Stop 'No such file or directory' errors: use uvx to run Marimo from a single-file Python shebang

Getting 'Failed to spawn: marimo' with uv run? Learn why the shebang fails and how using uvx (uv tool run) installs deps and launches a Marimo notebook.

Shipping a single Python file that bootstraps its own environment and launches a Marimo notebook sounds ideal, especially when you want painless distribution. But a subtle choice of command in the shebang can derail the whole flow with a terse error about a missing executable.

Minimal example that fails

The following script aims to install dependencies into the uv cache and then start Marimo in edit mode. It looks tidy, yet it errors out at runtime.

#!/usr/bin/env -S uv run -- marimo edit main.py
# /// script
# requires-python = >=3.12
# dependencies = [
#     "marimo",
#     "numpy",
#     "matplotlib",
# ]
# ///
import marimo
nb = marimo.App()
@nb.cell
def c1():
    import marimo as m
    return m
@nb.cell
def c2():
    m.md("## Hello, Marimo!")
    return

At launch, it produces the following:

error: Failed to spawn: `marimo`
  Caused by: No such file or directory (os error 2)

What is actually going wrong

The failure happens before your Python code even runs. There is no executable named marimo available at the moment the shebang is executed, so the attempt to spawn that command fails. The reason is tied to the role of the subcommand you chose. The mode you’re using, uv run, executes a command or a script inside an automatically discovered environment. In this context, marimo is neither in PATH nor exposed as a registered project entry point, so there’s nothing to spawn and the process errors out.

The fix: treat Marimo as a tool

Marimo should be invoked as a tool. Instead of uv run, use uvx (or uv tool run), which is designed to resolve and run tools. With that change, the shebang will correctly locate and execute the marimo command.

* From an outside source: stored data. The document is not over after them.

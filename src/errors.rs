// Copyright (c) 2025 - Cowboy AI, Inc.
//! Error types for projection operations

use thiserror::Error;

/// Errors that can occur while projecting events into the state tables
#[derive(Debug, Error)]
pub enum ProjectionError {
    /// Event payload could not be decoded
    #[error("Invalid payload for {event_type}: {reason}")]
    InvalidPayload { event_type: String, reason: String },

    /// Payload decoded but references data it does not carry
    #[error("Inconsistent payload: {0}")]
    InconsistentPayload(String),

    /// Event type is not part of the catalog for this schema version
    #[error("Unknown event type {event_type} for schema version {schema_version}")]
    UnknownEventType {
        event_type: String,
        schema_version: u8,
    },

    /// Schema version other than 1 or 2
    #[error("Unsupported event schema version: {0}")]
    UnsupportedSchemaVersion(u8),

    /// A concurrent writer won the conditional write
    #[error("Conditional check failed for {pk}")]
    ConditionalCheckFailed { pk: String },

    /// Backend or network failure
    #[error("Store error: {0}")]
    Store(String),

    /// A row of the wrong kind is stored under the key
    #[error("Unexpected entry under {pk}: expected {expected}")]
    UnexpectedEntry { pk: String, expected: &'static str },

    /// Fan-out rows left unwritten after the retry budget ran out
    #[error("Batch write left {unprocessed} items unprocessed after {attempts} attempts")]
    BatchWriteExhausted { unprocessed: usize, attempts: usize },

    /// Row serialization error
    #[error("Serialization error: {0}")]
    Serialization(String),

    /// Configuration error
    #[error("Configuration error: {0}")]
    Configuration(String),
}

/// Result type for projection operations
pub type ProjectionResult<T> = Result<T, ProjectionError>;

impl ProjectionError {
    /// Redelivering the same event may succeed
    pub fn is_retryable(&self) -> bool {
        matches!(
            self,
            ProjectionError::ConditionalCheckFailed { .. } | ProjectionError::Store(_)
        )
    }

    /// Redelivering the same event can never succeed
    pub fn is_fatal(&self) -> bool {
        !self.is_retryable() && !matches!(self, ProjectionError::BatchWriteExhausted { .. })
    }

    pub(crate) fn invalid_payload(event_type: &str, err: impl std::fmt::Display) -> Self {
        ProjectionError::InvalidPayload {
            event_type: event_type.to_string(),
            reason: err.to_string(),
        }
    }
}

impl From<serde_json::Error> for ProjectionError {
    fn from(err: serde_json::Error) -> Self {
        ProjectionError::Serialization(err.to_string())
    }
}
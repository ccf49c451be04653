//! Registry error types.

use thiserror::Error;

/// Errors raised while populating or querying a registry.
#[derive(Debug, Clone, PartialEq, Eq, Error)]
pub enum RegistryError {
	/// A factory with this name was already registered and override was not requested.
	#[error("factory '{name}' is already registered; use register_override to replace it")]
	DuplicateName {
		/// The contested factory name.
		name: String,
	},

	/// No factory is registered under this name.
	#[error("unknown factory '{name}'{}", did_you_mean(.suggestion))]
	UnknownFactory {
		/// The name that was looked up.
		name: String,
		/// Closest registered name, if any is similar enough.
		suggestion: Option<String>,
	},

	/// The process-wide registry was already frozen.
	#[error("global registry is already initialized; register factories before the first resolution")]
	AlreadyInitialized,
}

fn did_you_mean(suggestion: &Option<String>) -> String {
	match suggestion {
		Some(name) => format!(" (did you mean '{name}'?)"),
		None => String::new(),
	}
}

/// Result type for registry operations.
pub type Result<T> = std::result::Result<T, RegistryError>;
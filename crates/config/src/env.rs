//! Environment sources for `$VAR` interpolation.

use rustc_hash::FxHashMap as HashMap;

/// Where `$VAR` tokens are looked up.
pub trait Environment {
	/// The value of `name`, or `None` when it is unset.
	fn var(&self, name: &str) -> Option<String>;
}

impl<E: Environment + ?Sized> Environment for &E {
	fn var(&self, name: &str) -> Option<String> {
		(**self).var(name)
	}
}

/// The process environment. Non-unicode values count as unset.
#[derive(Clone, Copy, Debug, Default)]
pub struct ProcessEnv;

impl Environment for ProcessEnv {
	fn var(&self, name: &str) -> Option<String> {
		std::env::var(name).ok()
	}
}

/// Explicit substitution variables, optionally layered over the process environment.
#[derive(Clone, Debug, Default)]
pub struct EnvMap {
	vars: HashMap<String, String>,
	inherit: bool,
}

impl EnvMap {
	/// An empty map that does not consult the process environment.
	pub fn new() -> Self {
		Self::default()
	}

	/// Falls back to the process environment for names not set here.
	pub fn inherit_process(mut self, inherit: bool) -> Self {
		self.inherit = inherit;
		self
	}

	pub fn with(mut self, name: impl Into<String>, value: impl Into<String>) -> Self {
		self.set(name, value);
		self
	}

	pub fn set(&mut self, name: impl Into<String>, value: impl Into<String>) {
		self.vars.insert(name.into(), value.into());
	}

	pub fn len(&self) -> usize {
		self.vars.len()
	}

	pub fn is_empty(&self) -> bool {
		self.vars.is_empty()
	}
}

impl<K: Into<String>, V: Into<String>> FromIterator<(K, V)> for EnvMap {
	fn from_iter<I: IntoIterator<Item = (K, V)>>(iter: I) -> Self {
		let mut env = Self::new();
		for (k, v) in iter {
			env.set(k, v);
		}
		env
	}
}

impl Environment for EnvMap {
	fn var(&self, name: &str) -> Option<String> {
		match self.vars.get(name) {
			Some(value) => Some(value.clone()),
			None if self.inherit => ProcessEnv.var(name),
			None => None,
		}
	}
}

#[cfg(test)]
mod tests {
	use super::*;

	#[test]
	fn map_shadows_and_isolates() {
		let env = EnvMap::new().with("DATA_DIR", "/data");
		assert_eq!(env.var("DATA_DIR").as_deref(), Some("/data"));
		assert_eq!(env.var("TRELLIS_SURELY_UNSET_VARIABLE"), None);
	}

	#[test]
	fn inherit_falls_back_to_process() {
		let Some((name, value)) = std::env::vars().next() else {
			return;
		};
		assert_eq!(EnvMap::new().var(&name), None);
		assert_eq!(EnvMap::new().inherit_process(true).var(&name), Some(value.clone()));
		assert_eq!(EnvMap::new().with(name.clone(), "override").inherit_process(true).var(&name).as_deref(), Some("override"));
	}
}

#!/usr/bin/env -S uvx marimo edit main.py
# /// script
# requires-python = >=3.12
# dependencies = [
#     "marimo",
#     "numpy",
#     "matplotlib",
# ]
# ///
import marimo
nb = marimo.App()
@nb.cell
def c1():
    import marimo as m
    return m
@nb.cell
def c2():
    m.md("## Hello, Marimo!")
    return

Why this subtlety matters

If you want a single-file entry point that “just runs,” the shebang must point to a mode that can discover and execute the intended command. Using the wrong subcommand guarantees a spawn-time failure, because there is no marimo binary available at that point. Choosing uvx ensures the tool is resolved and callable, which unlocks the distribution simplicity you were aiming for.

Takeaways

When the goal is to execute a command like marimo from a self-contained script, pick the tool-oriented invocation. uvx (or uv tool run) resolves and runs the tool, preventing the “No such file or directory” error and allowing your script to install dependencies and launch the notebook as intended.